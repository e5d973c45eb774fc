//! Domain types for Loopgate
//!
//! This module contains the core domain types:
//! - LoopDefinition: external, read-only workflow definition (phases + gates)
//! - LoopExecution: the root aggregate owned by the execution engine
//! - LogEntry: append-only structured log entries on an execution

pub mod execution;
pub mod log;
pub mod loop_def;

pub use execution::{
    ExecutionStatus, GateState, GateStatus, LoopExecution, PhaseExecution, PhaseStatus,
    SkillExecutionRecord, SkillState, SkillStatus,
};
pub use log::{LogEntry, LogFilter, LogLevel};
pub use loop_def::{GateDefinition, LoopDefinition, PhaseDefinition};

> _The problem_
Transcribe the records above exactly, but only from the line that contains "pub mod log;" through their final line, inclusive.

> _Written solution_
pub mod log;
pub mod loop_def;

pub use execution::{
    ExecutionStatus, GateState, GateStatus, LoopExecution, PhaseExecution, PhaseStatus,
    SkillExecutionRecord, SkillState, SkillStatus,
};
pub use log::{LogEntry, LogFilter, LogLevel};
pub use loop_def::{GateDefinition, LoopDefinition, PhaseDefinition};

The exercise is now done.